BUFFINGTON, Circuit Judge.

In the court below the Metal Stamping Company, owner of patent No. 662,050, granted November 20, 1900, to Alfred H. Worrest, for an improvement in thill couplings, charged defendant with infringing claims 2, 3, and 6 thereof. On final hearing that court, in an opinion reported at (C. C.) 180 Fed. 112, found defendant had not infringed. From a decree dismissing its bill complainant appealed.

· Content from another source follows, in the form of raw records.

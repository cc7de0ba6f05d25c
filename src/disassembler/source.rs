//! Interleaving of original source lines into the listing.
//!
//! Driven by the debug line table: whenever the mapped source line changes between
//! instructions, a line header is emitted, followed by the literal source text covering
//! every line since the previous header. The file table partitions the global line numbers;
//! a span that crosses into the next file record emits a fresh file header and continues
//! with that file's text. Source files are loaded lazily from the paths recorded in the
//! debug block; an unreadable file degrades to line headers without text.

use std::{fs, io::Write};

use crate::{metadata::debug::DebugInfo, Result};

pub(crate) struct SourceInterleaver<'a> {
    debug: Option<&'a DebugInfo>,
    prev_line: u32,
    current_path: Option<String>,
    // First global line number the loaded file covers; text lookups are relative to it.
    file_start_line: u32,
    lines: Option<Vec<String>>,
}

impl<'a> SourceInterleaver<'a> {
    pub(crate) fn new(debug: Option<&'a DebugInfo>) -> SourceInterleaver<'a> {
        SourceInterleaver {
            debug,
            prev_line: 0,
            current_path: None,
            file_start_line: 0,
            lines: None,
        }
    }

    /// Emit line/file headers and source text for the instruction at `address`, when the
    /// mapped source line has changed since the last emission.
    pub(crate) fn emit<W: Write>(&mut self, out: &mut W, address: u32) -> Result<()> {
        let Some(debug) = self.debug else {
            return Ok(());
        };
        let Some(line) = debug.line_for_address(address) else {
            return Ok(());
        };
        if line == self.prev_line {
            return Ok(());
        }

        writeln!(out)?;
        writeln!(out, ";       Line {line}:")?;

        let first = if self.prev_line != 0 && line > self.prev_line {
            self.prev_line + 1
        } else {
            line
        };
        if let Some(record) = debug.file_for_line(first) {
            if self.current_path.as_deref() != Some(record.path.as_str()) {
                self.switch_file(out, &record.path, record.line)?;
            }
        }
        for number in first..=line {
            // A file record opening exactly at this line starts a new source file mid-span.
            if let Some(path) = debug.source_file_for_line(number) {
                if self.current_path.as_deref() != Some(path) || self.file_start_line != number
                {
                    self.switch_file(out, path, number)?;
                }
            }
            let Some(lines) = &self.lines else {
                continue;
            };
            let Some(local) = number.checked_sub(self.file_start_line) else {
                continue;
            };
            if let Some(text) = lines.get(local as usize) {
                writeln!(out, ";{number} {text}")?;
            }
        }

        self.prev_line = line;
        Ok(())
    }

    // One load attempt per switch; a read failure leaves only the headers.
    fn switch_file<W: Write>(&mut self, out: &mut W, path: &str, start_line: u32) -> Result<()> {
        writeln!(out, ";       File \"{path}\"")?;
        self.lines = fs::read_to_string(path)
            .ok()
            .map(|text| text.lines().map(String::from).collect());
        self.current_path = Some(path.to_string());
        self.file_start_line = start_line;
        Ok(())
    }
}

As the opinion referred to enters fully into the details of the patent and the prior art, we limit ourselves to stating the conclusions to which a study of this case has led. Both the patent in suit and the patent to Bradley, No. 838,767, under which defendant justifies, which avers that its invention, “is very similar to Worrest, No. 662,050, November 20, 1900, in which a bow-spring link is used,” are restricted to a very narrow field. Without entering upon the question of the patentable character of the devices of either, it is evident that the claims of the patent here in suit must be confined to the narrow limits of the precise device disclosed by the patentee. His disclosure was of a thill coupling which automatically takes up the wear of the bolt coupling, a vehicle axle and a thill. And, omitting a discussion of details, it suffices to say that the wear-controlling element in the device is a flat, curved spring. 'The specifications and drawings show, not only that such a fiat, curved spring, and no other, was disclosed by the patentee, but that the co-operating element of the device, viz., a link-shaped lever, is specially adapted to rest on and adjust itself to such a spring. It is urged that the peculiar tension to which a flat curved spring was subjected in the working of this device made it give way in continuous service, and that the device itself proved inoperative in practical use. Indeed, the court below so found. But without going to that extent, or entering on that question, it suffices to say the claims must be restricted to the flat curved spring of the disclosure.

So construed, it follows that defendant’s device, the spring of which is not of that type, does not infringe. The decree of the court below is affirmed.